In 2020, the International Association for the Study of Lung Cancer (IASLC) introduced a new grading system for invasive pulmonary adenocarcinoma (IPA). This meta-analysis aimed to validate the prognostic utility of this grading system and identify relevant clinicopathological features. The PubMed, Embase, Web of Science, and Cochrane Library databases were searched for relevant studies published between January 1, 2020 and March 5, 2024. Hazard ratios (HRs) with corresponding 95 % confidence intervals (CIs) were pooled to evaluate the effect of IASLC grading on prognosis. Odds ratios with corresponding 95 % CIs were pooled to assess relevant clinicopathological features. Twenty-two studies comprising 12,515 patients with IPA were included. Regarding overall survival, grade 3 adenocarcinomas had a worse prognosis compared with grades 1–2 (HR: 2.26, 95 % CI: 1.79–2.85, P<0.001), grade 1 (HR: 4.75, 95 % CI: 2.61–8.66, P<0.001), or grade 2 (HR: 1.71, 95 % CI: 1.28–2.29, P<0.001). Considering recurrence-free survival, grade 3 tumors had a higher recurrence risk than grades 1–2 (HR: 1.92, 95 % CI: 1.53–2.41, P<0.001), grade 1 (HR: 4.43, 95 % CI: 2.91–6.73, P<0.001), or grade 2 (HR: 1.67, 95 % CI: 1.33–2.10, P<0.001). In the subgroup analysis of stage I patients, grade 3 tumors exhibited a similarly poor prognosis. In addition, grade 3 adenocarcinomas were associated with aggressive clinicopathological features. This study demonstrated that the IASLC grading system is a robust predictor of prognostic stratification in patients with IPA, and warrants further promotion and worldwide implementation.
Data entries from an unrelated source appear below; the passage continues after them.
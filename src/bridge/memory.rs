use std::{
    collections::{BTreeMap, HashSet},
    sync::Mutex,
};

use async_trait::async_trait;
use common::{Light, LightId, LightState, Room, RoomId, TransitionTime, Xy};
use tokio::time::Instant;

use super::LightBridge;
use crate::error::{SceneError, SceneResult};

/// One `set_light_state` call as seen by a [`MemoryBridge`].
#[derive(Clone, Debug, PartialEq)]
pub struct StateWrite {
    pub light_id: LightId,
    pub xy: Xy,
    pub transition: TransitionTime,
    pub at: Instant,
}

#[derive(Default)]
struct Inner {
    groups: BTreeMap<RoomId, Room>,
    lights: BTreeMap<LightId, Light>,
    writes: Vec<StateWrite>,
    failing: HashSet<LightId>,
}

/// An in-process bridge. Holds rooms and lights in memory and records every
/// state write, for tests and for running without hardware.
#[derive(Default)]
pub struct MemoryBridge {
    inner: Mutex<Inner>,
}

impl MemoryBridge {
    pub fn new() -> Self {
        Self::default()
    }

    /// Adds a room and a light for each of its ids, named after the id.
    pub fn with_room(self, room_id: &str, name: &str, light_ids: &[&str]) -> Self {
        {
            let mut inner = self.lock();
            inner.groups.insert(
                room_id.to_string(),
                Room {
                    id: room_id.to_string(),
                    name: name.to_string(),
                    lights: light_ids.iter().map(|id| id.to_string()).collect(),
                },
            );
            for id in light_ids {
                inner.lights.insert(
                    id.to_string(),
                    Light {
                        id: id.to_string(),
                        name: format!("Light {}", id),
                        state: LightState {
                            on: true,
                            bri: 254,
                            xy: None,
                            reachable: true,
                        },
                    },
                );
            }
        }
        self
    }

    /// Makes every write to `light_id` fail until cleared.
    pub fn fail_light(&self, light_id: &str) {
        self.lock().failing.insert(light_id.to_string());
    }

    pub fn writes(&self) -> Vec<StateWrite> {
        self.lock().writes.clone()
    }

    pub fn take_writes(&self) -> Vec<StateWrite> {
        std::mem::take(&mut self.lock().writes)
    }

    pub fn light_xy(&self, light_id: &str) -> Option<Xy> {
        self.lock().lights.get(light_id).and_then(|l| l.state.xy)
    }

    fn lock(&self) -> std::sync::MutexGuard<'_, Inner> {
        // A panicking test thread must not hide the recorded writes
        self.inner.lock().unwrap_or_else(|e| e.into_inner())
    }
}

#[async_trait]
impl LightBridge for MemoryBridge {
    async fn list_groups(&self) -> SceneResult<BTreeMap<RoomId, Room>> {
        Ok(self.lock().groups.clone())
    }

    async fn list_lights(&self) -> SceneResult<BTreeMap<LightId, Light>> {
        Ok(self.lock().lights.clone())
    }

    async fn set_light_state(
        &self,
        light_id: &str,
        xy: Xy,
        transition: TransitionTime,
    ) -> SceneResult<()> {
        let mut inner = self.lock();

        if inner.failing.contains(light_id) {
            return Err(SceneError::upstream(format!("light {} unreachable", light_id)));
        }

        if let Some(light) = inner.lights.get_mut(light_id) {
            light.state.xy = Some(xy);
        }
        inner.writes.push(StateWrite {
            light_id: light_id.to_string(),
            xy,
            transition,
            at: Instant::now(),
        });

        Ok(())
    }
}
pub mod light;
pub mod scene;

pub use light::*;
pub use scene::*;
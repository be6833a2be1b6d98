use serde::{Deserialize, Serialize};

/// Bridge-assigned group id. Opaque; the bridge hands these out as strings.
pub type RoomId = String;
/// Bridge-assigned light id.
pub type LightId = String;

/// Bridge fade duration, in tenths of a second.
pub type TransitionTime = u16;

/// A CIE 1931 chromaticity coordinate, the bridge's native colour format.
#[derive(Clone, Copy, Debug, Default, PartialEq, Serialize, Deserialize)]
#[serde(from = "[f64; 2]", into = "[f64; 2]")]
pub struct Xy {
    pub x: f64,
    pub y: f64,
}

impl Xy {
    pub const fn new(x: f64, y: f64) -> Self {
        Self { x, y }
    }
}

impl From<[f64; 2]> for Xy {
    fn from([x, y]: [f64; 2]) -> Self {
        Self { x, y }
    }
}

impl From<Xy> for [f64; 2] {
    fn from(xy: Xy) -> Self {
        [xy.x, xy.y]
    }
}

/// A group of lights as the bridge reports it. Rooms are read-only to us.
#[derive(Clone, Debug, PartialEq, Serialize, Deserialize)]
pub struct Room {
    #[serde(default)]
    pub id: RoomId,
    pub name: String,
    #[serde(default)]
    pub lights: Vec<LightId>,
}

#[derive(Clone, Debug, PartialEq, Serialize, Deserialize)]
pub struct Light {
    #[serde(default)]
    pub id: LightId,
    pub name: String,
    #[serde(default)]
    pub state: LightState,
}

/// Current state of a light. Only the fields we read are kept; the bridge
/// sends more.
#[derive(Clone, Debug, Default, PartialEq, Serialize, Deserialize)]
pub struct LightState {
    #[serde(default)]
    pub on: bool,
    /// Brightness
    #[serde(default)]
    pub bri: u8,
    #[serde(default)]
    pub xy: Option<Xy>,
    #[serde(default)]
    pub reachable: bool,
}

/// Body of a `PUT /lights/<id>/state` request.
#[derive(Clone, Copy, Debug, PartialEq, Serialize, Deserialize)]
pub struct StateUpdate {
    pub xy: Xy,
    #[serde(rename = "transitiontime")]
    pub transition_time: TransitionTime,
}

#[cfg(test)]
mod tests {
    use super::*;

    #[test]
    fn test_state_update_wire_format() {
        let update = StateUpdate {
            xy: Xy::new(0.692, 0.308),
            transition_time: 50,
        };

        assert_eq!(
            serde_json::to_string(&update).unwrap(),
            r#"{"xy":[0.692,0.308],"transitiontime":50}"#
        );
    }

    #[test]
    fn test_light_from_bridge_json() {
        let light: Light = serde_json::from_str(
            r#"{
                "name": "Desk",
                "type": "Extended color light",
                "state": {"on": true, "bri": 254, "xy": [0.3, 0.4], "ct": 366, "reachable": true}
            }"#,
        )
        .unwrap();

        assert_eq!(light.name, "Desk");
        assert_eq!(light.id, "");
        assert_eq!(light.state.xy, Some(Xy::new(0.3, 0.4)));
        assert!(light.state.reachable);
    }
}
pub mod bridge;
pub mod colour;
pub mod config;
pub mod error;
pub mod scene;
pub mod store;

pub mod prelude {
    pub use crate::{
        bridge::{HueBridge, LightBridge, MemoryBridge},
        config::*,
        error::*,
        scene::prelude::*,
        store::{MemoryStore, MySqlStore, SceneStore},
    };
}
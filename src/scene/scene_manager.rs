use std::{collections::BTreeMap, sync::Arc, time::Duration};

use common::{Light, LightId, LightPosition, Room, Scene, SceneId, TransitionTime, Xy};
use log::info;

use super::{
    scheduler::{LoopRequest, SceneScheduler},
    LightAssignment,
};
use crate::{
    bridge::LightBridge,
    colour::{self, Gamut, GAMUT_C},
    error::{SceneError, SceneResult},
    store::SceneStore,
};

/// Fade time for a scene applied once without a `transitionTime`.
pub const DEFAULT_TRANSITION: TransitionTime = 50;

/// How a scene should be shown when it is activated.
#[derive(Clone, Debug, PartialEq)]
pub struct ActivationRequest {
    /// 1-based colour position each light starts on.
    pub positions: Vec<LightPosition>,
    pub looping: bool,
    /// Seconds. The loop period, and the fade time of every push.
    pub transition_secs: Option<u32>,
}

#[derive(Clone, Debug, PartialEq)]
pub struct RoomOverview {
    pub room: Room,
    pub scenes: Vec<Scene>,
    /// The stored scene the room is currently looping.
    pub looping: Option<SceneId>,
    /// Also true for a loop started straight on the scheduler with no
    /// stored scene behind it, where `looping` is `None`.
    pub loop_active: bool,
}

#[derive(Clone, Debug, PartialEq)]
pub struct ColourSwatch {
    pub id: i64,
    pub hex: String,
}

#[derive(Clone, Debug, PartialEq)]
pub struct SceneDetail {
    pub scene: Scene,
    pub colours: Vec<ColourSwatch>,
    pub lights: Vec<Light>,
    /// Saved 1-based start positions, by light.
    pub positions: BTreeMap<LightId, usize>,
    pub looping: bool,
}

/// Ties the scene store, the bridge and the scheduler together. Request
/// handlers only talk to this.
pub struct SceneManager {
    store: Arc<dyn SceneStore>,
    bridge: Arc<dyn LightBridge>,
    scheduler: Arc<SceneScheduler>,
    gamut: Gamut,
}

impl SceneManager {
    pub fn new(
        store: Arc<dyn SceneStore>,
        bridge: Arc<dyn LightBridge>,
        scheduler: Arc<SceneScheduler>,
    ) -> Self {
        Self {
            store,
            bridge,
            scheduler,
            gamut: GAMUT_C,
        }
    }

    pub fn scheduler(&self) -> &SceneScheduler {
        &self.scheduler
    }

    pub async fn rooms(&self) -> SceneResult<Vec<Room>> {
        Ok(self.bridge.list_groups().await?.into_values().collect())
    }

    pub async fn room(&self, room_id: &str) -> SceneResult<Room> {
        self.bridge
            .list_groups()
            .await?
            .remove(room_id)
            .ok_or_else(|| SceneError::not_found(format!("room {}", room_id)))
    }

    pub async fn room_overview(&self, room_id: &str) -> SceneResult<RoomOverview> {
        let room = self.room(room_id).await?;
        let scenes = self.store.list_scenes(room_id).await?;

        Ok(RoomOverview {
            room,
            scenes,
            looping: self.scheduler.active_scene(room_id).await,
            loop_active: self.scheduler.is_active(room_id).await,
        })
    }

    pub async fn room_lights(&self, room_id: &str) -> SceneResult<Vec<Light>> {
        self.bridge.room_lights(room_id).await
    }

    /// Stores a new scene from hex colours, in the order given.
    pub async fn create_scene(
        &self,
        room_id: &str,
        name: &str,
        hex_colours: &[String],
    ) -> SceneResult<SceneId> {
        let name = name.trim();
        if name.is_empty() {
            return Err(SceneError::invalid("a scene needs a name"));
        }
        if hex_colours.is_empty() {
            return Err(SceneError::invalid("a scene needs at least one colour"));
        }

        let colours = hex_colours
            .iter()
            .map(|hex| colour::hex_to_xy(hex, &self.gamut))
            .collect::<SceneResult<Vec<Xy>>>()?;

        let scene_id = self.store.create_scene(room_id, name, &colours).await?;
        info!(
            "Room {}: created scene {} '{}' with {} colours",
            room_id,
            scene_id,
            name,
            colours.len()
        );

        Ok(scene_id)
    }

    /// Looks a scene up and checks it belongs to the room.
    pub async fn scene(&self, room_id: &str, scene_id: SceneId) -> SceneResult<Scene> {
        let scene = self.store.get_scene(scene_id).await?;
        if scene.room_id != room_id {
            return Err(SceneError::not_found(format!(
                "scene {} in room {}",
                scene_id, room_id
            )));
        }
        Ok(scene)
    }

    pub async fn scene_detail(&self, room_id: &str, scene_id: SceneId) -> SceneResult<SceneDetail> {
        let scene = self.scene(room_id, scene_id).await?;
        let lights = self.bridge.room_lights(room_id).await?;

        let colours = self
            .store
            .scene_colours(scene_id)
            .await?
            .into_iter()
            .map(|colour| ColourSwatch {
                id: colour.id,
                hex: colour::xy_to_hex(colour.xy, &self.gamut),
            })
            .collect();

        let positions = self
            .store
            .light_positions(scene_id)
            .await?
            .into_iter()
            .map(|p| (p.light_id, p.position))
            .collect();

        Ok(SceneDetail {
            scene,
            colours,
            lights,
            positions,
            looping: self.scheduler.active_scene(room_id).await == Some(scene_id),
        })
    }

    /// Shows a scene on the room's lights, either once or cycling.
    pub async fn activate(
        &self,
        room_id: &str,
        scene_id: SceneId,
        request: ActivationRequest,
    ) -> SceneResult<()> {
        self.scene(room_id, scene_id).await?;

        let colours: Vec<Xy> = self
            .store
            .scene_colours(scene_id)
            .await?
            .into_iter()
            .map(|colour| colour.xy)
            .collect();

        let assignment = request
            .positions
            .iter()
            .map(|p| {
                if p.position == 0 {
                    Err(SceneError::invalid(format!(
                        "light {}: positions start at 1",
                        p.light_id
                    )))
                } else {
                    Ok((p.light_id.clone(), p.position - 1))
                }
            })
            .collect::<SceneResult<LightAssignment>>()?;
        assignment.validate(colours.len())?;

        let room_lights = self.bridge.room_lights(room_id).await?;
        if let Some(stranger) = request
            .positions
            .iter()
            .find(|p| !room_lights.iter().any(|light| light.id == p.light_id))
        {
            return Err(SceneError::invalid(format!(
                "light {} is not in room {}",
                stranger.light_id, room_id
            )));
        }

        let looping_period = match (request.looping, request.transition_secs) {
            (true, Some(seconds)) if seconds > 0 => Some(Duration::from_secs(seconds as u64)),
            (true, _) => {
                return Err(SceneError::invalid(
                    "looping needs a transition time of at least 1 second",
                ))
            }
            (false, _) => None,
        };

        // Nothing has reached the lights yet, so a failed save leaves no trace
        self.store
            .save_light_positions(scene_id, &request.positions)
            .await?;

        match looping_period {
            Some(period) => {
                self.scheduler
                    .activate(LoopRequest {
                        room_id: room_id.to_string(),
                        scene_id: Some(scene_id),
                        colours,
                        assignment,
                        period,
                    })
                    .await?;
            }
            None => {
                let transition = request
                    .transition_secs
                    .map(|s| super::scheduler::transition_for(Duration::from_secs(s as u64)))
                    .unwrap_or(DEFAULT_TRANSITION);

                self.scheduler
                    .apply(room_id, &colours, &assignment, transition)
                    .await?;
            }
        }

        Ok(())
    }

    /// Stops the room's loop, if it has one.
    pub async fn stop(&self, room_id: &str) -> bool {
        self.scheduler.cancel(room_id).await
    }

    /// Deletes a scene, stopping it first if the room is looping it.
    pub async fn delete_scene(&self, room_id: &str, scene_id: SceneId) -> SceneResult<()> {
        self.scene(room_id, scene_id).await?;
        self.scheduler.cancel_scene(room_id, scene_id).await;
        self.store.delete_scene(scene_id).await?;

        info!("Room {}: deleted scene {}", room_id, scene_id);
        Ok(())
    }
}
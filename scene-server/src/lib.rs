use std::sync::Arc;

use axum::{routing::get, Router};
use hue_scenes::scene::prelude::SceneManager;
use tower_http::trace::TraceLayer;

mod assets;
mod error;
mod forms;
mod handlers;
mod views;

pub use error::AppError;

#[derive(Clone)]
pub struct AppState {
    pub manager: Arc<SceneManager>,
}

impl AppState {
    pub fn new(manager: SceneManager) -> Self {
        Self {
            manager: Arc::new(manager),
        }
    }
}

pub fn router(state: AppState) -> Router {
    Router::new()
        .route("/", get(handlers::index))
        .route("/rooms/:room_id", get(handlers::room))
        .route("/rooms/:room_id/stop", get(handlers::stop_room))
        .route(
            "/rooms/:room_id/createscene",
            get(handlers::create_scene_form).post(handlers::create_scene),
        )
        .route(
            "/rooms/:room_id/scenes/:scene_id",
            get(handlers::scene).post(handlers::activate_scene),
        )
        .route(
            "/rooms/:room_id/scenes/:scene_id/delete",
            get(handlers::delete_scene),
        )
        .route("/static/:file", get(assets::static_file))
        .layer(TraceLayer::new_for_http())
        .with_state(state)
}
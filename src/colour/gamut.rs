use common::Xy;

/// The triangle of chromaticities a family of lamps can reproduce.
#[derive(Clone, Copy, Debug, PartialEq)]
pub struct Gamut {
    pub red: Xy,
    pub green: Xy,
    pub blue: Xy,
}

/// Gamut of current generation colour bulbs.
pub const GAMUT_C: Gamut = Gamut {
    red: Xy::new(0.692, 0.308),
    green: Xy::new(0.17, 0.7),
    blue: Xy::new(0.153, 0.048),
};

impl Gamut {
    pub fn contains(&self, p: Xy) -> bool {
        let v1 = sub(self.green, self.red);
        let v2 = sub(self.blue, self.red);
        let q = sub(p, self.red);

        let denom = cross(v1, v2);
        let s = cross(q, v2) / denom;
        let t = cross(v1, q) / denom;

        s >= 0.0 && t >= 0.0 && s + t <= 1.0
    }

    /// Returns `p` if the lamps can show it, otherwise the nearest point on
    /// the triangle's edges.
    pub fn clamp(&self, p: Xy) -> Xy {
        if self.contains(p) {
            return p;
        }

        [
            closest_on_segment(self.red, self.green, p),
            closest_on_segment(self.blue, self.red, p),
            closest_on_segment(self.green, self.blue, p),
        ]
        .into_iter()
        .min_by(|a, b| distance(*a, p).total_cmp(&distance(*b, p)))
        .unwrap_or(p)
    }
}

fn sub(a: Xy, b: Xy) -> Xy {
    Xy::new(a.x - b.x, a.y - b.y)
}

fn cross(a: Xy, b: Xy) -> f64 {
    a.x * b.y - a.y * b.x
}

fn distance(a: Xy, b: Xy) -> f64 {
    let d = sub(a, b);
    (d.x * d.x + d.y * d.y).sqrt()
}

fn closest_on_segment(a: Xy, b: Xy, p: Xy) -> Xy {
    let ap = sub(p, a);
    let ab = sub(b, a);
    let t = ((ap.x * ab.x + ap.y * ab.y) / (ab.x * ab.x + ab.y * ab.y)).clamp(0.0, 1.0);

    Xy::new(a.x + ab.x * t, a.y + ab.y * t)
}

#[cfg(test)]
mod tests {
    use super::*;

    #[test]
    fn test_corners_are_inside() {
        assert!(GAMUT_C.contains(GAMUT_C.red));
        assert!(GAMUT_C.contains(GAMUT_C.green));
        assert!(GAMUT_C.contains(GAMUT_C.blue));
    }

    #[test]
    fn test_inside_point_is_untouched() {
        let p = Xy::new(0.35, 0.35);
        assert_eq!(GAMUT_C.clamp(p), p);
    }

    #[test]
    fn test_outside_point_lands_on_edge() {
        // Below the blue-red edge
        let clamped = GAMUT_C.clamp(Xy::new(0.4, 0.1));
        assert!(clamped.y > 0.1);
        assert!(GAMUT_C.contains(Xy::new(clamped.x - 1e-6, clamped.y + 1e-6)));
    }
}
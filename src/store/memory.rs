use std::sync::Mutex;

use async_trait::async_trait;
use common::{LightPosition, Scene, SceneColour, SceneId, Xy};

use super::SceneStore;
use crate::error::{SceneError, SceneResult};

#[derive(Default)]
struct Tables {
    scenes: Vec<Scene>,
    colours: Vec<SceneColour>,
    lights: Vec<(SceneId, LightPosition)>,
    next_scene_id: SceneId,
    next_colour_id: i64,
}

/// Scene store kept in process memory. Ids count up from 1 like the
/// database's auto-increment keys.
#[derive(Default)]
pub struct MemoryStore {
    tables: Mutex<Tables>,
}

impl MemoryStore {
    pub fn new() -> Self {
        Self::default()
    }

    fn lock(&self) -> std::sync::MutexGuard<'_, Tables> {
        self.tables.lock().unwrap_or_else(|e| e.into_inner())
    }
}

#[async_trait]
impl SceneStore for MemoryStore {
    async fn init_schema(&self) -> SceneResult<()> {
        Ok(())
    }

    async fn create_scene(&self, room_id: &str, name: &str, colours: &[Xy]) -> SceneResult<SceneId> {
        let mut tables = self.lock();

        tables.next_scene_id += 1;
        let scene_id = tables.next_scene_id;
        tables.scenes.push(Scene {
            id: scene_id,
            name: name.to_string(),
            room_id: room_id.to_string(),
        });

        for xy in colours {
            tables.next_colour_id += 1;
            let id = tables.next_colour_id;
            tables.colours.push(SceneColour {
                id,
                scene_id,
                xy: *xy,
            });
        }

        Ok(scene_id)
    }

    async fn list_scenes(&self, room_id: &str) -> SceneResult<Vec<Scene>> {
        Ok(self
            .lock()
            .scenes
            .iter()
            .filter(|scene| scene.room_id == room_id)
            .cloned()
            .collect())
    }

    async fn get_scene(&self, scene_id: SceneId) -> SceneResult<Scene> {
        self.lock()
            .scenes
            .iter()
            .find(|scene| scene.id == scene_id)
            .cloned()
            .ok_or_else(|| SceneError::not_found(format!("scene {}", scene_id)))
    }

    async fn scene_colours(&self, scene_id: SceneId) -> SceneResult<Vec<SceneColour>> {
        Ok(self
            .lock()
            .colours
            .iter()
            .filter(|colour| colour.scene_id == scene_id)
            .copied()
            .collect())
    }

    async fn delete_scene(&self, scene_id: SceneId) -> SceneResult<()> {
        let mut tables = self.lock();
        tables.scenes.retain(|scene| scene.id != scene_id);
        tables.colours.retain(|colour| colour.scene_id != scene_id);
        tables.lights.retain(|(id, _)| *id != scene_id);
        Ok(())
    }

    async fn save_light_positions(
        &self,
        scene_id: SceneId,
        positions: &[LightPosition],
    ) -> SceneResult<()> {
        let mut tables = self.lock();
        tables.lights.retain(|(id, _)| *id != scene_id);
        tables
            .lights
            .extend(positions.iter().map(|p| (scene_id, p.clone())));
        Ok(())
    }

    async fn light_positions(&self, scene_id: SceneId) -> SceneResult<Vec<LightPosition>> {
        Ok(self
            .lock()
            .lights
            .iter()
            .filter(|(id, _)| *id == scene_id)
            .map(|(_, p)| p.clone())
            .collect())
    }
}

#[cfg(test)]
mod tests {
    use super::*;

    #[tokio::test]
    async fn test_create_and_list() {
        let store = MemoryStore::new();
        let first = store.create_scene("1", "Sunset", &[Xy::new(0.6, 0.3)]).await.unwrap();
        let second = store.create_scene("2", "Ocean", &[]).await.unwrap();

        assert_eq!(first, 1);
        assert_eq!(second, 2);

        let scenes = store.list_scenes("1").await.unwrap();
        assert_eq!(scenes.len(), 1);
        assert_eq!(scenes[0].name, "Sunset");
        assert_eq!(store.get_scene(2).await.unwrap().room_id, "2");
    }

    #[tokio::test]
    async fn test_colours_keep_insertion_order() {
        let store = MemoryStore::new();
        let colours = [Xy::new(0.1, 0.1), Xy::new(0.5, 0.4), Xy::new(0.2, 0.6)];
        let id = store.create_scene("1", "Three", &colours).await.unwrap();

        let stored: Vec<Xy> = store
            .scene_colours(id)
            .await
            .unwrap()
            .iter()
            .map(|c| c.xy)
            .collect();
        assert_eq!(stored, colours);
    }

    #[tokio::test]
    async fn test_delete_removes_colours_and_positions() {
        let store = MemoryStore::new();
        let id = store
            .create_scene("1", "Party", &[Xy::new(0.6, 0.3), Xy::new(0.2, 0.6)])
            .await
            .unwrap();
        store
            .save_light_positions(
                id,
                &[LightPosition {
                    light_id: "10".to_string(),
                    position: 2,
                }],
            )
            .await
            .unwrap();

        store.delete_scene(id).await.unwrap();

        assert!(store.scene_colours(id).await.unwrap().is_empty());
        assert!(store.light_positions(id).await.unwrap().is_empty());
        assert!(matches!(store.get_scene(id).await, Err(SceneError::NotFound(_))));
    }
}
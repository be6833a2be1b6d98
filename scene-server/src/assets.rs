use axum::{
    extract::Path,
    http::{header, StatusCode},
    response::{IntoResponse, Response},
};
use rust_embed::RustEmbed;

#[derive(RustEmbed)]
#[folder = "assets/"]
struct StaticAsset;

pub async fn static_file(Path(file): Path<String>) -> Response {
    match StaticAsset::get(&file) {
        Some(asset) => (
            [(header::CONTENT_TYPE, asset.metadata.mimetype().to_string())],
            asset.data.into_owned(),
        )
            .into_response(),
        None => StatusCode::NOT_FOUND.into_response(),
    }
}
新的浸润性肺腺癌分级系统的预后和临床病理意义:系统回顾和荟萃分析
2020年,国际肺癌研究协会(IASLC)引入了一种新的浸润性肺腺癌(IPA)分级系统。本荟萃分析旨在验证该分级系统的预后效用,并确定相关的临床病理特征。检索了PubMed、Embase、Web of Science和Cochrane Library数据库,检索了2020年1月1日至2024年3月5日期间发表的相关研究。合并风险比(hr)和相应的95%置信区间(ci)来评估IASLC分级对预后的影响。比值比与相应的95% ci进行汇总,以评估相关的临床病理特征。纳入了22项研究,包括12515例IPA患者。关于总生存率,3级腺癌的预后比1 - 2级(HR: 2.26, 95% CI: 1.79-2.85, P<0.001)、1级(HR: 4.75, 95% CI: 2.61-8.66, P<0.001)或2级(HR: 1.71, 95% CI: 1.28-2.29, P<0.001)更差。考虑到无复发生存期,3级肿瘤的复发风险高于1 - 2级(HR: 1.92, 95% CI: 1.53-2.41, P<0.001)、1级(HR: 4.43, 95% CI: 2.91-6.73, P<0.001)或2级(HR: 1.67, 95% CI: 1.33-2.10, P<0.001)。在I期患者的亚组分析中,3级肿瘤表现出类似的不良预后。此外,3级腺癌与侵袭性临床病理特征相关。本研究表明IASLC分级系统是IPA患者预后分层的可靠预测指标,值得进一步推广和在全球范围内实施。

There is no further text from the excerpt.